En la tarde volví a observar las nubes, grises... invitando con dicha y melancolía una triste y larga llovizna... me sentí parte de ellas, me sentí una nube gris, llena de tristeza, complementando la llovizna con caóticas gotas de sangre y lágrimas que, al unirse a la lluvia, formaban un poema visual para aquel que desea con gusto y amor, el abrazo eterno de la muerte... ¿Tan dulce puede ser el final? Lo preguntaba mientras cada parpado era obligado a cerrarse, acabando aquel poema con un cuerpo roto, rodeado por un pequeño rio turbulento y doloroso... la luna asomaba su bello mirar, buscando con curiosidad la escena ya narrada... 

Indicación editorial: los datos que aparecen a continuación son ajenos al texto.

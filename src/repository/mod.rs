//! Repository Layer
//!
//! Data access abstractions and implementations.

mod traits;
mod db;
mod term_repo;
mod translation_repo;
mod memory;
mod postgrest;

#[cfg(test)]
mod tests;

pub use traits::{PersistenceService, Repository, TermCatalog};
pub use db::{init_db, DbState, SharedConnection};
pub use term_repo::TermRepository;
pub use translation_repo::TranslationRepository;
pub use memory::MemoryStore;
pub use postgrest::PostgrestStore;
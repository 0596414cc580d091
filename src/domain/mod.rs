//! Domain Layer
//!
//! Contains all domain entities and core abstractions.
//! This layer has NO external dependencies (except serde for serialization).

mod entity;
mod term;
mod translation;

pub use entity::{Entity, DomainError, DomainResult};
pub use term::{Term, TermCard};
pub use translation::Translation;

Desperté, la luz intensa y el sonido atroz de las ruedas oxidadas me recordaban aquel tesoro... aquella frase que escuchaba todos los días... "busca la felicidad", nuevamente, la imagine en el fondo de un cofre de madera, podrido y negro...  
Sin más el pensamiento incoherente de aquella escena de un libro de piratas se desvaneció... un zumbido invadió la habitación, de blanco a negro se convirtió, y el ambiente de neutro a melancólico se tornó. .. lo comprendí y no lo pude soportar, caían lagrimas sobre las vendas manchadas con sangre... la luna observaba con inquietud, las nubes afanadas corrían alarmando y gritando con desesperación... lo entendí... en medio de la confusión, en el ojo del gran tornado, logré subir mi mirar, y entendí, que la alegría no representaba lo mismo para todos... 
aquella pizca de esperanza cayo lentamente... la felicidad se encontraba en aquel final poético, en el mirar de la luna, en el afán del tiempo y en las formas de las nubes... en las lágrimas del cielo y en el desenlace caótico de un ser que intentaba sentir la felicidad...  

Aquella felicidad... aquel tesoro que jugaba a las escondidas, se encontraba escondida atrás de un gran mar oscuro, inmenso, eterno y frio llamado muerte. 
se encontraba en un parpadeo, en un sueño sin fin, en el frio de la noche y en las estrellas que se despedían mientras caía lentamente al vacío de la felicidad.